Using The Base to Turn
One very common mistake is to use the wrong parts of the body to produce the driving
force (also known as the "impetus") for the turn. When the wrong parts of the
body are used, the body is thrown out of its natural alignment, and is therefore pulled
away from the axis of rotation.
The obvious question to ask, then, is: "What are the correct parts of the body to
use?" The answer is: The lower half of the body, including the feet, legs, and hips.
This is also known as your base.
Why the base?
Imagine for a second that your body is represented by a small
table with a lamp on top. The lamp represents your upper body, and the table, with its
legs, represents your base (see diagram).
If we move the lamp, it will slide around on the table, but the table itself will
remain in place. So by pushing the lamp, we only move the lamp by itself. On the other
hand, if we actually move the table, both the table and the lamp move around together as a
When you attempt to turn by swinging your arms or hurling your upper body ahead of your
base, you are in effect knocking the lamp right off of the table. When your upper body
turns ahead of the base, the whole body gets thrown out of alignment; You cannot turn
straight up over the axis of rotation, and you fall off balance. So in order to produce a
balanced turn, you will need to learn how to move the table instead of the lamp. In other
words, the turn must be produced from the base.
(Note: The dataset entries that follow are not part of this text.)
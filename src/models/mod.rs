pub mod playlist;

pub use playlist::{
    Channel, LoadRequest, ParseRequest, Playlist, XtreamLiveRequest, DEFAULT_M3U_PLAYLIST_NAME,
    XTREAM_PLAYLIST_NAME,
};
//! M3U playlist parser
//!
//! Accepts the common `#EXTM3U` / `#EXTINF` dialect and never fails: lines
//! it cannot interpret are skipped.
//!
//! ```text
//! #EXTM3U
//! #EXTINF:-1 tvg-id="ch1" tvg-name="News" tvg-logo="http://logo/ch1.png" group-title="News",News Channel
//! http://example.com/news.m3u8
//! ```

use lazy_static::lazy_static;
use regex::Regex;
use std::collections::HashMap;

use crate::models::{Channel, Playlist, DEFAULT_M3U_PLAYLIST_NAME};

const EXTINF_PREFIX: &str = "#EXTINF:";

lazy_static! {
    /// Regex to parse EXTINF attributes (tvg-id="...", group-title="...", etc)
    static ref ATTR_REGEX: Regex = Regex::new(r#"(\w+(?:-\w+)*)="([^"]*)""#).unwrap();
}

/// Parsed EXTINF line data
#[derive(Debug, Default, Clone, PartialEq, Eq)]
pub struct ExtinfData {
    /// `key="value"` pairs; a repeated key keeps its last value
    pub attributes: HashMap<String, String>,
    /// Text after the last comma, trimmed
    pub title: Option<String>,
}

impl ExtinfData {
    pub fn attribute(&self, key: &str) -> Option<&str> {
        self.attributes.get(key).map(String::as_str)
    }

    /// Title after the comma, falling back to `tvg-name`
    pub fn display_name(&self) -> Option<&str> {
        self.title
            .as_deref()
            .or_else(|| self.attribute("tvg-name"))
    }

    /// Build the channel this info line describes once its URL line is seen.
    /// `position` is the number of channels already emitted.
    fn into_channel(self, url: &str, position: usize) -> Option<Channel> {
        let name = self.display_name()?.to_string();
        let mut attributes = self.attributes;
        let epg_id = attributes.remove("tvg-id");

        Some(Channel {
            id: epg_id.clone().unwrap_or_else(|| position.to_string()),
            name,
            logo: attributes.remove("tvg-logo"),
            group: attributes.remove("group-title"),
            url: url.to_string(),
            epg_id,
        })
    }
}

/// Parse an EXTINF line
/// Format: #EXTINF:duration tvg-id="..." tvg-name="..." tvg-logo="..." group-title="...",Title
///
/// Attributes are scanned over the whole line and the title is whatever
/// follows the last comma, so a line without a comma has no title.
pub fn parse_extinf(line: &str) -> ExtinfData {
    let attributes = ATTR_REGEX
        .captures_iter(line)
        .map(|caps| (caps[1].to_string(), caps[2].to_string()))
        .collect();

    let title = line
        .rfind(',')
        .map(|comma| line[comma + 1..].trim().to_string());

    ExtinfData { attributes, title }
}

/// Kind of a trimmed playlist line
#[derive(Debug, Clone, Copy, PartialEq, Eq)]
enum LineKind<'a> {
    Info(&'a str),
    Url(&'a str),
    Ignored,
}

fn classify(line: &str) -> LineKind<'_> {
    if line.starts_with(EXTINF_PREFIX) {
        LineKind::Info(line)
    } else if !line.is_empty() && !line.starts_with('#') {
        LineKind::Url(line)
    } else {
        LineKind::Ignored
    }
}

/// Parser state between lines
#[derive(Debug, Default, Clone, PartialEq, Eq)]
pub enum ParseState {
    #[default]
    AwaitingInfo,
    /// An info line was read and its URL line has not arrived yet
    PendingInfo(ExtinfData),
}

impl ParseState {
    /// Advance over one line. Returns the next state and the channel that
    /// the line completed, if any. `emitted` is the number of channels
    /// accepted so far.
    pub fn step(self, line: &str, emitted: usize) -> (ParseState, Option<Channel>) {
        match classify(line.trim()) {
            // A newer info line replaces any pending one
            LineKind::Info(info) => (ParseState::PendingInfo(parse_extinf(info)), None),
            LineKind::Url(url) => {
                let channel = match self {
                    ParseState::PendingInfo(info) => info.into_channel(url, emitted),
                    ParseState::AwaitingInfo => None,
                };
                (ParseState::AwaitingInfo, channel)
            }
            LineKind::Ignored => (self, None),
        }
    }
}

/// Parse M3U text into a playlist named [`DEFAULT_M3U_PLAYLIST_NAME`]
pub fn parse(content: &str) -> Playlist {
    parse_with_name(content, DEFAULT_M3U_PLAYLIST_NAME)
}

/// Parse M3U text into a playlist with the given name
pub fn parse_with_name(content: &str, playlist_name: &str) -> Playlist {
    let (_, channels) = content.split(|c: char| c == '\n' || c == '\r').fold(
        (ParseState::default(), Vec::new()),
        |(state, mut channels), line| {
            let (next, channel) = state.step(line, channels.len());
            channels.extend(channel);
            (next, channels)
        },
    );

    tracing::debug!(
        playlist = playlist_name,
        channels = channels.len(),
        "Parsed M3U playlist"
    );

    Playlist::new(playlist_name, channels)
}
You may be saying to yourself, "But I know that I've seen good
dancers using their arms and upper body to aid in the rotation!". That
may be true to a certain degree, but there's a big difference between
aiding in and being the primary source of rotation.
In more advaced lessons, we will study how the arms and upper body can
initially work ahead of the base to assist with the turn, but even in these
circumstances, the body is brought back into alignment for the remainder --
and the majority -- of the turn.
For the novice dancer, because there is such a strong urge to use the arms and
upper body in ways that are counterproductive, the best approach to learning is to
restrict the usage of the arms and upper body altogether.